## Assignment:
Starting at the top of the entries below, set down each line exactly as written, and stop after the line containing "formatter can optionally".

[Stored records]
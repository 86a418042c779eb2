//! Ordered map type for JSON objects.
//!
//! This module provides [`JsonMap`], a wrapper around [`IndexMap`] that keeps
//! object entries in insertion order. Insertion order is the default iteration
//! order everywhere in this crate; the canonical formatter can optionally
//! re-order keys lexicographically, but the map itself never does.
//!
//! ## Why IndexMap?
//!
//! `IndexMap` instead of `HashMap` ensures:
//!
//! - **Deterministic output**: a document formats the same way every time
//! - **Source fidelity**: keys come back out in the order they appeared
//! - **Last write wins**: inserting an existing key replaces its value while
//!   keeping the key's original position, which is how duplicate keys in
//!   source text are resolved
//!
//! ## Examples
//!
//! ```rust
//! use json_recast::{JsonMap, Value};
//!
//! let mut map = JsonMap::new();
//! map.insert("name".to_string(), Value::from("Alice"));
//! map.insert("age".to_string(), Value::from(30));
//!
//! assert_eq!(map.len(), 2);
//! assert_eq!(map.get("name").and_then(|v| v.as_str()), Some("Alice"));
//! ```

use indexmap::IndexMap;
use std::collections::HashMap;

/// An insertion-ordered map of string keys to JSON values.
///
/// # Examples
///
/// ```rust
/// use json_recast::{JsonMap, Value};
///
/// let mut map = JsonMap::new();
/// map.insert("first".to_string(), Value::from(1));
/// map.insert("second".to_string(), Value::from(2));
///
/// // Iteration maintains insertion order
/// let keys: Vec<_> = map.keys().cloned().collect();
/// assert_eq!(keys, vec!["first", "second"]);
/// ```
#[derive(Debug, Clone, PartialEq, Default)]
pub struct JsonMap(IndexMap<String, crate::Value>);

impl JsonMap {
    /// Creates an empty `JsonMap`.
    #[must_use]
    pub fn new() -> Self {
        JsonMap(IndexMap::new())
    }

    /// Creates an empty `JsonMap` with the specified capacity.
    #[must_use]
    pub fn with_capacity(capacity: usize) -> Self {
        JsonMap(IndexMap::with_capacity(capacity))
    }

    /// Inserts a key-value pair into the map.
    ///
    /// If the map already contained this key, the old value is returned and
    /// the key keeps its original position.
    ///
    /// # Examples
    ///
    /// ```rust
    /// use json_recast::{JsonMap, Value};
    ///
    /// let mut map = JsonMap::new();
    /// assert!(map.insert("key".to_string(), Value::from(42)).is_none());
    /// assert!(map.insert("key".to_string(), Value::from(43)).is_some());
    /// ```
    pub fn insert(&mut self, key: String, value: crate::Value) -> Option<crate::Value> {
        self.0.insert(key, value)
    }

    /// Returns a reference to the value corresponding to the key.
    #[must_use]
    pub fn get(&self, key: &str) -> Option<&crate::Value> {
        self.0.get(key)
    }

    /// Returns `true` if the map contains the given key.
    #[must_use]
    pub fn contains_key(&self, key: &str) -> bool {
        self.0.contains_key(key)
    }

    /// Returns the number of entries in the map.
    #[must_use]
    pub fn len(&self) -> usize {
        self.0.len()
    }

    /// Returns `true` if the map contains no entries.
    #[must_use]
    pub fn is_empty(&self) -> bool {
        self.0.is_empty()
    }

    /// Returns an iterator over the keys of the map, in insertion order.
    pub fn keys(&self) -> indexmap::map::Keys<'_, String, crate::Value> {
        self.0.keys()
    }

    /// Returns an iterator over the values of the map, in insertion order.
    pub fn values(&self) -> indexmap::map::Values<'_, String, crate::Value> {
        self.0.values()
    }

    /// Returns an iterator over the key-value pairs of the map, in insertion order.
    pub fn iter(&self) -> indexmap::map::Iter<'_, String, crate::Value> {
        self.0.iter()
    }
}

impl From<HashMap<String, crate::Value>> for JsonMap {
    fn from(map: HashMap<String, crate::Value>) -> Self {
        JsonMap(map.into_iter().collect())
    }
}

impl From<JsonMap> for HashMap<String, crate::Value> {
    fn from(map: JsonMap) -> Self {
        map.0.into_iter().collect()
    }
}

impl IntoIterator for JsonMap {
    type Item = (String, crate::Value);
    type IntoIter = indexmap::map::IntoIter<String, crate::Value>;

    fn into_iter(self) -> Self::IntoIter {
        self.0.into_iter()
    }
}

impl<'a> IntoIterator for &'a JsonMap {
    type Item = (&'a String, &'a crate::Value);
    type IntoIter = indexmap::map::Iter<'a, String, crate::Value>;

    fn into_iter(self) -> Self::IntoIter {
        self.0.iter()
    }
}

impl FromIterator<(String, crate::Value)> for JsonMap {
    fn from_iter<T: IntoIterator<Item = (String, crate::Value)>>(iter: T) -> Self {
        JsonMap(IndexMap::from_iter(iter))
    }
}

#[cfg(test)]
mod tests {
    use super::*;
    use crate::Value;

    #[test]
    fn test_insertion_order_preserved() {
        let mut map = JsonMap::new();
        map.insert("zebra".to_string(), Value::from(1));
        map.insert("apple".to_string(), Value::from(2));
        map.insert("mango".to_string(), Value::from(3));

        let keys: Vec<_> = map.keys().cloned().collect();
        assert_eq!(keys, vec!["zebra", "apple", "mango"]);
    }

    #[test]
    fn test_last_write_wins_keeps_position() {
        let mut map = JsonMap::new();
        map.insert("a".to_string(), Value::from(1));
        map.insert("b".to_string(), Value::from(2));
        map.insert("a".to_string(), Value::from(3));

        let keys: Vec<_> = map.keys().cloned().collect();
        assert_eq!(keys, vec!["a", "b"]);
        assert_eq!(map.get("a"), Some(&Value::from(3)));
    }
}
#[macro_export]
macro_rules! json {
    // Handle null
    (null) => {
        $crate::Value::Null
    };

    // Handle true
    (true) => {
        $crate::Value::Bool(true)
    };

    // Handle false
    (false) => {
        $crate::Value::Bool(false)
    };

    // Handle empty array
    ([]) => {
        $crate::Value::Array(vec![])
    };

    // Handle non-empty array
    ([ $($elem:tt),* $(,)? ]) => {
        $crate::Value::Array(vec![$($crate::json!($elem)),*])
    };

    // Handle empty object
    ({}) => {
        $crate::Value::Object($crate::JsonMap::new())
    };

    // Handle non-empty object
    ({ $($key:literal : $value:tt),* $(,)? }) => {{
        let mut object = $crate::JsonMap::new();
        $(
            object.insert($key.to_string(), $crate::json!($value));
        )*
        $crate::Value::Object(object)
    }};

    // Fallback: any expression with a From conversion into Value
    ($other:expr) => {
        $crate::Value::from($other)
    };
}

## Response box:
repository 86a418042c779eb2
//! Ordered map type for JSON objects.
//!
//! This module provides [`JsonMap`], a wrapper around [`IndexMap`] that keeps
//! object entries in insertion order. Insertion order is the default iteration
//! order everywhere in this crate; the canonical formatter can optionally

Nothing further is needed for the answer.